Data extracted from a collection
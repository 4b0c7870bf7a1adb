//! Platform keychain backend.
//!
//! Each key becomes one keychain entry under the configured service name, so
//! two clients with different namespaces never see each other's credentials.

use keyring::Entry;
use tracing::debug;

use super::{SecureStore, StoreError};

/// [`SecureStore`] backed by the platform keychain.
#[derive(Debug, Clone)]
pub struct KeychainStore {
    service_name: String,
}

impl KeychainStore {
    /// Create a keychain store for a service namespace
    ///
    /// # Examples
    /// ```
    /// use authrelay_client::storage::KeychainStore;
    ///
    /// let store = KeychainStore::new("authrelay.my-client");
    /// assert_eq!(store.service_name(), "authrelay.my-client");
    /// ```
    pub fn new(service_name: impl Into<String>) -> Self {
        Self { service_name: service_name.into() }
    }

    /// The keychain service namespace.
    #[must_use]
    pub fn service_name(&self) -> &str {
        &self.service_name
    }

    fn entry(&self, key: &str) -> Result<Entry, StoreError> {
        Entry::new(&self.service_name, key).map_err(|e| {
            StoreError::AccessFailed(format!("failed to open keychain entry {key}: {e}"))
        })
    }
}

impl SecureStore for KeychainStore {
    fn get(&self, key: &str) -> Result<Option<String>, StoreError> {
        debug!(service = %self.service_name, key = %key, "Reading keychain entry");

        match self.entry(key)?.get_password() {
            Ok(value) => Ok(Some(value)),
            Err(keyring::Error::NoEntry) => Ok(None),
            Err(e) => {
                Err(StoreError::AccessFailed(format!("failed to read keychain entry {key}: {e}")))
            }
        }
    }

    fn set(&self, key: &str, value: &str) -> Result<(), StoreError> {
        debug!(service = %self.service_name, key = %key, "Writing keychain entry");

        self.entry(key)?.set_password(value).map_err(|e| {
            StoreError::AccessFailed(format!("failed to write keychain entry {key}: {e}"))
        })
    }

    fn remove(&self, key: &str) -> Result<(), StoreError> {
        debug!(service = %self.service_name, key = %key, "Deleting keychain entry");

        match self.entry(key)?.delete_credential() {
            Ok(()) | Err(keyring::Error::NoEntry) => Ok(()),
            Err(e) => {
                Err(StoreError::AccessFailed(format!("failed to delete keychain entry {key}: {e}")))
            }
        }
    }
}
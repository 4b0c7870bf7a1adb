//! Token lifecycle
//!
//! - [`types`]: the access token value and the token endpoint wire shape
//! - [`credential_store`]: encrypted persistence of the token
//! - [`token_exchange`]: authorization-code and refresh-token grants
//! - [`coordinator`]: single-flight refresh and replay of rejected requests

pub mod coordinator;
pub mod credential_store;
pub mod token_exchange;
pub mod types;

pub use coordinator::{PendingResponse, RefreshCoordinator, RefreshState};
pub use credential_store::CredentialStore;
pub use token_exchange::{Grant, TokenExchange};
pub use types::{AccessToken, TokenResponse};
//! Token types
//!
//! [`AccessToken`] is the immutable credential owned by the coordinator.
//! [`TokenResponse`] is the wire shape returned by the token endpoint.

use std::fmt;

use chrono::{DateTime, TimeDelta, TimeZone, Utc};
use serde::{Deserialize, Deserializer, Serialize};

use crate::error::AuthError;

/// OAuth access token with its refresh token and owning user
///
/// Values are never mutated in place: a refresh produces a new `AccessToken`
/// that replaces the previous one wholesale.
#[derive(Clone, PartialEq, Eq, Serialize, Deserialize)]
pub struct AccessToken {
    /// Opaque bearer credential presented on API calls
    pub access_token: String,

    /// Absolute expiry (UTC)
    pub expires_at: DateTime<Utc>,

    /// Credential used to mint a new access token, empty if none was issued
    pub refresh_token: String,

    /// Identifier of the user the token belongs to
    pub user_id: String,
}

impl fmt::Debug for AccessToken {
    fn fmt(&self, f: &mut fmt::Formatter<'_>) -> fmt::Result {
        f.debug_struct("AccessToken")
            .field("access_token", &"[REDACTED]")
            .field("expires_at", &self.expires_at)
            .field("refresh_token", &"[REDACTED]")
            .field("user_id", &self.user_id)
            .finish()
    }
}

impl AccessToken {
    /// Create a token expiring `expires_in_seconds` from now.
    ///
    /// Offsets beyond the representable range saturate to the latest (or
    /// earliest) representable instant.
    #[must_use]
    pub fn new(
        access_token: impl Into<String>,
        expires_in_seconds: i64,
        refresh_token: impl Into<String>,
        user_id: impl Into<String>,
    ) -> Self {
        let saturated =
            if expires_in_seconds < 0 { DateTime::<Utc>::MIN_UTC } else { DateTime::<Utc>::MAX_UTC };
        Self {
            access_token: access_token.into(),
            expires_at: expiry_from_now(expires_in_seconds).unwrap_or(saturated),
            refresh_token: refresh_token.into(),
            user_id: user_id.into(),
        }
    }

    /// Seconds until expiry (negative once expired).
    #[must_use]
    pub fn seconds_until_expiry(&self) -> i64 {
        (self.expires_at - Utc::now()).num_seconds()
    }

    /// Whether a refresh token was issued.
    #[must_use]
    pub fn has_refresh_token(&self) -> bool {
        !self.refresh_token.is_empty()
    }

    /// Expiry as epoch milliseconds, the persisted representation.
    #[must_use]
    pub fn expires_at_millis(&self) -> i64 {
        self.expires_at.timestamp_millis()
    }

    /// Parse an epoch-millisecond string back into a timestamp.
    pub fn parse_expires_at_millis(raw: &str) -> Option<DateTime<Utc>> {
        raw.trim().parse::<i64>().ok().and_then(|ms| Utc.timestamp_millis_opt(ms).single())
    }
}

/// Successful token endpoint body.
///
/// The provider reports expiry either relative (`expires_in`, seconds) or
/// absolute (`expires_at`, epoch seconds). `user_id` may be a string or a
/// number.
#[derive(Debug, Deserialize)]
pub struct TokenResponse {
    pub access_token: String,
    #[serde(default)]
    pub expires_in: Option<i64>,
    #[serde(default)]
    pub expires_at: Option<i64>,
    #[serde(default)]
    pub refresh_token: Option<String>,
    #[serde(default, deserialize_with = "string_or_number")]
    pub user_id: Option<String>,
}

impl TryFrom<TokenResponse> for AccessToken {
    type Error = AuthError;

    fn try_from(response: TokenResponse) -> Result<Self, Self::Error> {
        let expires_at = match (response.expires_at, response.expires_in) {
            (Some(at), _) => Utc.timestamp_opt(at, 0).single().ok_or_else(|| {
                AuthError::InvalidResponse { body: format!("invalid expires_at: {at}") }
            })?,
            (None, Some(seconds)) => expiry_from_now(seconds).ok_or_else(|| {
                AuthError::InvalidResponse { body: format!("invalid expires_in: {seconds}") }
            })?,
            (None, None) => {
                return Err(AuthError::InvalidResponse {
                    body: "token response is missing expires_in/expires_at".to_string(),
                })
            }
        };

        Ok(Self {
            access_token: response.access_token,
            expires_at,
            refresh_token: response.refresh_token.unwrap_or_default(),
            user_id: response.user_id.unwrap_or_default(),
        })
    }
}

/// `now + seconds`, or `None` when the result is not representable.
fn expiry_from_now(seconds: i64) -> Option<DateTime<Utc>> {
    TimeDelta::try_seconds(seconds).and_then(|delta| Utc::now().checked_add_signed(delta))
}

fn string_or_number<'de, D>(deserializer: D) -> Result<Option<String>, D::Error>
where
    D: Deserializer<'de>,
{
    let value = Option::<serde_json::Value>::deserialize(deserializer)?;
    Ok(match value {
        Some(serde_json::Value::String(s)) => Some(s),
        Some(serde_json::Value::Number(n)) => Some(n.to_string()),
        _ => None,
    })
}
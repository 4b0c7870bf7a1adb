//! Token endpoint calls
//!
//! A [`TokenExchange`] posts one grant to the token endpoint and decodes the
//! result. It never retries and never touches coordinator state; the
//! coordinator decides what to do with the outcome.

use std::sync::Arc;

use tracing::{debug, info, warn};

use super::types::{AccessToken, TokenResponse};
use crate::config::ClientConfig;
use crate::error::{AuthError, AuthResult};
use crate::http::{HttpTransport, RequestEnvelope, ResponseEnvelope};

/// Grant presented to the token endpoint.
#[derive(Clone, PartialEq, Eq)]
pub enum Grant {
    /// Code returned by the browser login redirect
    AuthorizationCode { code: String },
    /// Refresh token of the current access token
    RefreshToken { refresh_token: String },
}

impl std::fmt::Debug for Grant {
    fn fmt(&self, f: &mut std::fmt::Formatter<'_>) -> std::fmt::Result {
        f.write_str(self.grant_type())
    }
}

impl Grant {
    /// Value of the `grant_type` form field.
    #[must_use]
    pub fn grant_type(&self) -> &'static str {
        match self {
            Self::AuthorizationCode { .. } => "authorization_code",
            Self::RefreshToken { .. } => "refresh_token",
        }
    }
}

/// Performs token endpoint calls for one client.
pub struct TokenExchange<T: HttpTransport> {
    transport: Arc<T>,
    config: Arc<ClientConfig>,
}

impl<T: HttpTransport> Clone for TokenExchange<T> {
    fn clone(&self) -> Self {
        Self { transport: Arc::clone(&self.transport), config: Arc::clone(&self.config) }
    }
}

impl<T: HttpTransport> TokenExchange<T> {
    pub fn new(transport: Arc<T>, config: Arc<ClientConfig>) -> Self {
        Self { transport, config }
    }

    /// Build the token request envelope for `grant`.
    #[must_use]
    pub fn envelope(&self, grant: &Grant) -> RequestEnvelope {
        let envelope = RequestEnvelope::post(&self.config.token_url)
            .body("grant_type", grant.grant_type())
            .body("client_id", &self.config.client_id)
            .body("client_secret", &self.config.client_secret)
            .body("redirect_uri", &self.config.redirect_url);

        match grant {
            Grant::AuthorizationCode { code } => envelope.body("code", code),
            Grant::RefreshToken { refresh_token } => envelope.body("refresh_token", refresh_token),
        }
    }

    /// Exchange `grant` for a new access token.
    ///
    /// # Errors
    /// Returns the classified error of the token response, `InvalidResponse`
    /// if a successful body is not a token, or `Network` on transport failure.
    pub async fn exchange(&self, grant: &Grant) -> AuthResult<AccessToken> {
        info!(grant_type = grant.grant_type(), "Requesting access token");

        let request = self.envelope(grant).into_http_request(&self.config.user_agent);

        let raw = self.transport.send(request).await?;
        let response = ResponseEnvelope::from_raw(raw);
        if self.config.debug_mode {
            debug!(status = response.status_code, body = %response.body, "Token endpoint response");
        }

        let body = response.into_result().map_err(|e| {
            warn!(grant_type = grant.grant_type(), error = %e, "Token exchange rejected");
            e
        })?;

        let token_response: TokenResponse = serde_json::from_value(body.clone())
            .map_err(|_| AuthError::InvalidResponse { body: body.to_string() })?;
        let token = AccessToken::try_from(token_response)?;

        info!(
            grant_type = grant.grant_type(),
            user_id = %token.user_id,
            expires_in = token.seconds_until_expiry(),
            "Access token issued"
        );
        Ok(token)
    }
}

#[cfg(test)]
mod tests {
    //! Unit tests for auth::token_exchange.
    use super::*;
    use crate::http::RawResponse;
    use crate::testing::ScriptedTransport;

    fn config() -> Arc<ClientConfig> {
        Arc::new(
            ClientConfig::builder("https://id.example.com", "client-1", "secret-1", "myapp")
                .device_id("device-1")
                .build()
                .unwrap(),
        )
    }

    /// Validates the form fields of a refresh grant.
    #[test]
    fn refresh_grant_form() {
        let exchange = TokenExchange::new(Arc::new(ScriptedTransport::new()), config());
        let request = exchange
            .envelope(&Grant::RefreshToken { refresh_token: "r-1".into() })
            .into_http_request("ua");

        assert_eq!(request.url, "https://id.example.com/oauth/token");
        assert_eq!(request.form_value("grant_type"), Some("refresh_token"));
        assert_eq!(request.form_value("refresh_token"), Some("r-1"));
        assert_eq!(request.form_value("client_id"), Some("client-1"));
        assert_eq!(request.form_value("client_secret"), Some("secret-1"));
        assert_eq!(request.form_value("redirect_uri"), Some("myapp://"));
        assert!(request.form_value("code").is_none());
    }

    /// Validates a successful authorization-code exchange.
    #[tokio::test]
    async fn authorization_code_exchange() {
        let transport = Arc::new(ScriptedTransport::new());
        transport.push_response(
            "/oauth/token",
            RawResponse::new(
                200,
                r#"{"access_token":"a-1","expires_in":3600,"refresh_token":"r-1","user_id":42}"#,
            ),
        );

        let exchange = TokenExchange::new(Arc::clone(&transport), config());
        let token =
            exchange.exchange(&Grant::AuthorizationCode { code: "c-1".into() }).await.unwrap();

        assert_eq!(token.access_token, "a-1");
        assert_eq!(token.user_id, "42");
        let sent = transport.requests();
        assert_eq!(sent.len(), 1);
        assert_eq!(sent[0].form_value("code"), Some("c-1"));
        assert_eq!(sent[0].header("User-Agent"), Some(config().user_agent.as_str()));
    }

    /// Validates that a provider rejection is classified and returned.
    #[tokio::test]
    async fn rejected_exchange_is_classified() {
        let transport = Arc::new(ScriptedTransport::new());
        transport.push_response(
            "/oauth/token",
            RawResponse::new(401, r#"{"error":"invalid_client","type":"OAuthException"}"#),
        );

        let exchange = TokenExchange::new(Arc::clone(&transport), config());
        let err = exchange
            .exchange(&Grant::RefreshToken { refresh_token: "r-1".into() })
            .await
            .unwrap_err();

        assert!(matches!(err, AuthError::OAuth(ref d) if d.error == "invalid_client"));
    }

    /// Validates that a success body without a token is invalid.
    #[tokio::test]
    async fn success_without_token_is_invalid_response() {
        let transport = Arc::new(ScriptedTransport::new());
        transport.push_response("/oauth/token", RawResponse::new(200, r#"{"ok":true}"#));

        let exchange = TokenExchange::new(Arc::clone(&transport), config());
        let err = exchange
            .exchange(&Grant::RefreshToken { refresh_token: "r-1".into() })
            .await
            .unwrap_err();

        assert!(matches!(err, AuthError::InvalidResponse { .. }));
    }

    /// Validates that grants never print their secret in debug output.
    #[test]
    fn grant_debug_hides_secret() {
        let grant = Grant::RefreshToken { refresh_token: "very-secret".into() };
        assert_eq!(format!("{grant:?}"), "refresh_token");
    }
}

_WHAT THE TASK ASKS:_ Beginning at the first line of the records, retype exactly every line up to and including the one with "use tracing::debug;".

_RESULT FOR THIS EXERCISE:_
repository 4b0c7870bf7a1adb
//! Platform keychain backend.
//!
//! Each key becomes one keychain entry under the configured service name, so
//! two clients with different namespaces never see each other's credentials.

use keyring::Entry;
use tracing::debug;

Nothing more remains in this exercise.